The general stores at Newboro and Bedford Mills were owned by the sawmill Tetts and credit accounts functioned like the community bank. Earnings at the sawmill could be credited against the account, purchases debited against it, and even payments to third parties made through it. On March 9th, 1848, William's running tab at Tett's general store was used to pay Dr. Bresee fifteen shillings ($3.00).

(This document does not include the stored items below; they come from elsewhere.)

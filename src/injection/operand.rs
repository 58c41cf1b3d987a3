//! Eligible operands and the operand chooser.

use crate::error::FaultError;
use crate::record::descriptor::InjectionDescriptor;
use crate::rng::Mt64;
use log::{debug, warn};
use serde::Deserialize;
use std::fmt;

/// Instructions with more eligible operands than this are reported.
pub const PATHOLOGICAL_OPERAND_COUNT: usize = 32;

/// Role of an operand at its instruction.
#[derive(Clone, Copy, Debug, PartialEq, Eq, Hash)]
pub enum OperandKind {
    Source,
    Destination,
    MemoryDestination,
}

impl fmt::Display for OperandKind {
    fn fmt(&self, f: &mut fmt::Formatter<'_>) -> fmt::Result {
        let name = match self {
            OperandKind::Source => "src",
            OperandKind::Destination => "dst",
            OperandKind::MemoryDestination => "dst-mem",
        };
        write!(f, "{}", name)
    }
}

/// One operand of an instrumented instruction.
///
/// `handle` is opaque to the engine. The host uses it to find the storage
/// behind the operand (register number, memory cell id).
#[derive(Clone, Debug, PartialEq, Eq)]
pub struct Operand {
    pub kind: OperandKind,
    /// Register name, or a symbolic name for memory operands.
    pub name: String,
    /// Size in bytes.
    pub size: u32,
    pub handle: usize,
}

impl Operand {
    pub fn register(kind: OperandKind, name: &str, size: u32, handle: usize) -> Self {
        Self {
            kind,
            name: name.to_string(),
            size,
            handle,
        }
    }
}

/// Checks if `name` designates the instruction pointer, which is never a fault target.
pub fn is_instruction_pointer(name: &str) -> bool {
    matches!(
        name.to_ascii_lowercase().as_str(),
        "rip" | "eip" | "ip" | "pc"
    )
}

/// Operand classes that may receive a fault.
#[derive(Clone, Copy, Debug, PartialEq, Eq, Deserialize)]
#[serde(default)]
pub struct EligibilityFilter {
    pub src_regs: bool,
    pub dst_regs: bool,
    pub dst_mem: bool,
}

impl Default for EligibilityFilter {
    fn default() -> Self {
        Self {
            src_regs: false,
            dst_regs: true,
            dst_mem: false,
        }
    }
}

impl EligibilityFilter {
    /// Checks if `operand` passes the filter.
    pub fn accepts(&self, operand: &Operand) -> bool {
        match operand.kind {
            OperandKind::Source => self.src_regs,
            OperandKind::Destination => self.dst_regs && !is_instruction_pointer(&operand.name),
            // Only memory writes with a statically known size qualify.
            OperandKind::MemoryDestination => self.dst_mem && operand.size > 0,
        }
    }

    /// Returns the eligible operands of an instruction, in operand order.
    ///
    /// All classes share one list, so a random draw is uniform over every
    /// eligible operand and not per class.
    pub fn select(&self, candidates: impl IntoIterator<Item = Operand>) -> Vec<Operand> {
        let eligible: Vec<Operand> = candidates
            .into_iter()
            .filter(|operand| self.accepts(operand))
            .collect();
        if eligible.len() > PATHOLOGICAL_OPERAND_COUNT {
            warn!(
                "Instruction has {} eligible operands, more than {}",
                eligible.len(),
                PATHOLOGICAL_OPERAND_COUNT
            );
        }
        eligible
    }
}

/// Picks the operand to corrupt at the armed instruction.
///
/// # Arguments
///
/// * `operands` - Eligible operands of the armed instruction.
/// * `replay` - Recorded injection in reproduce mode, `None` for a random draw.
/// * `rng` - Generator used for the random draw.
///
/// # Returns
///
/// * `Result<usize, FaultError>` - Index into `operands`.
pub fn choose_operand(
    operands: &[Operand],
    replay: Option<&InjectionDescriptor>,
    rng: Option<&mut Mt64>,
    address: u64,
) -> Result<usize, FaultError> {
    if operands.is_empty() {
        return Err(FaultError::NoEligibleOperands { address });
    }
    let index = match (replay, rng) {
        (Some(recorded), _) => {
            let operand =
                operands
                    .get(recorded.operand_index)
                    .ok_or(FaultError::OperandOutOfRange {
                        index: recorded.operand_index,
                        available: operands.len(),
                    })?;
            if operand.size != recorded.operand_size {
                return Err(FaultError::OperandSizeMismatch {
                    operand: recorded.operand_index,
                    recorded: recorded.operand_size,
                    actual: operand.size,
                });
            }
            recorded.operand_index
        }
        (None, Some(rng)) => rng.below(operands.len() as u64) as usize,
        (None, None) => {
            return Err(FaultError::Config(
                "random operand choice without a generator".to_string(),
            ))
        }
    };
    debug!(
        "Operand {} of {} chosen: {} {} ({} bytes)",
        index,
        operands.len(),
        operands[index].kind,
        operands[index].name,
        operands[index].size
    );
    Ok(index)
}

#[cfg(test)]
mod tests {
    use super::*;
    use crate::record::descriptor::Scope;

    fn operands() -> Vec<Operand> {
        vec![
            Operand::register(OperandKind::Source, "ebx", 4, 1),
            Operand::register(OperandKind::Destination, "eax", 4, 0),
            Operand::register(OperandKind::Destination, "rip", 8, 16),
            Operand::register(OperandKind::MemoryDestination, "mem", 8, 0),
        ]
    }

    fn recorded(op: usize, size: u32) -> InjectionDescriptor {
        InjectionDescriptor {
            scope: Scope::serial(),
            occurrence: 1,
            operand_index: op,
            operand_size: size,
            bit: 0,
            static_index: None,
            register: None,
            address: None,
        }
    }

    #[test]
    fn default_filter_takes_destination_registers() {
        let eligible = EligibilityFilter::default().select(operands());
        assert_eq!(eligible.len(), 1);
        assert_eq!(eligible[0].name, "eax");
    }

    #[test]
    fn instruction_pointer_is_never_eligible() {
        let filter = EligibilityFilter {
            src_regs: true,
            dst_regs: true,
            dst_mem: true,
        };
        let eligible = filter.select(operands());
        assert_eq!(eligible.len(), 3);
        assert!(eligible.iter().all(|operand| operand.name != "rip"));
        assert!(is_instruction_pointer("EIP"));
        assert!(!is_instruction_pointer("rax"));
    }

    #[test]
    fn memory_needs_known_size() {
        let filter = EligibilityFilter {
            src_regs: false,
            dst_regs: false,
            dst_mem: true,
        };
        let unknown = Operand::register(OperandKind::MemoryDestination, "mem", 0, 0);
        assert!(!filter.accepts(&unknown));
    }

    #[test]
    fn replay_checks_recorded_operand() {
        let eligible = EligibilityFilter::default().select(operands());
        assert_eq!(choose_operand(&eligible, Some(&recorded(0, 4)), None, 0).unwrap(), 0);
        assert!(matches!(
            choose_operand(&eligible, Some(&recorded(0, 8)), None, 0),
            Err(FaultError::OperandSizeMismatch {
                recorded: 8,
                actual: 4,
                ..
            })
        ));
        assert!(matches!(
            choose_operand(&eligible, Some(&recorded(3, 4)), None, 0),
            Err(FaultError::OperandOutOfRange {
                index: 3,
                available: 1
            })
        ));
    }

    #[test]
    fn random_choice_is_in_range() {
        let all = operands();
        let mut rng = Mt64::new(3);
        for _ in 0..100 {
            assert!(choose_operand(&all, None, Some(&mut rng), 0).unwrap() < all.len());
        }
    }

    #[test]
    fn no_operands_is_an_error() {
        assert!(matches!(
            choose_operand(&[], None, Some(&mut Mt64::new(1)), 0x40),
            Err(FaultError::NoEligibleOperands { address: 0x40 })
        ));
    }
}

During the time of William and Jane's marriage, the Wyatts lived beside the Whitmarshes on lot six in the tenth concession of North Crosby Township, a couple of miles north of the tiny community of Bedford Mills. When William was born about 1824 neither Newboro nor Bedford Mills existed, and the population of all of North Crosby Township was but a few dozen. This makes it quite unlikely William was born there.

Settlement came to North Crosby in 1826 when construction began on the Rideau Canal between Kingston and Ottawa. Newboro marks the highest point of land on the waterway, and the location of the locks and canal connecting the Ottawa River and Lake Ontario watersheds. Newboro was the township's principal town for many years, until eclipsed by Westport at the end of the 19th Century.

Bedford Mills, Ontario, before 1900
Bedford Mills before 1900. Of all the buildings in this photo, only the grist mill (on the right at the water's edge) still stands. (Westport Museum)

Bedford Mills began about 1830 when Benjamin Tett, drawn to North Crosby by the construction of the Rideau Canal at Newboro, saw opportunity in the region's seemingly unlimited forests, the waterpower of Buttermilk Falls, and the access to markets afforded by the new canal. He and his partners the Chaffey brothers built a sawmill at the base of the falls on the shore of Newboro (Loon) Lake. This location was in Bedford Township, Frontenac County, a few hundred yards west of the North Crosby boundary, and acquired the name Bedford Mills when a post office was built in 1835. The community that grew up around the sawmill, grist mill, boarding house, and general store (all Tett businesses) was never very large. At its peak perhaps a couple dozen people lived in the village itself, with others like the Wyatts settled nearby in the rocky, wooded countryside. The community went into decline shortly after 1900 and today only the grist mill, now a private home, and St. Stephen's Anglican church, built in 1907, remain in town. The surrounding district is popular cottage country, and the woods and lake shores are dotted with weekend homes. It's quite likely that on a summer Saturday night more people “live” at Bedford Mills today than ever did when it was a thriving village.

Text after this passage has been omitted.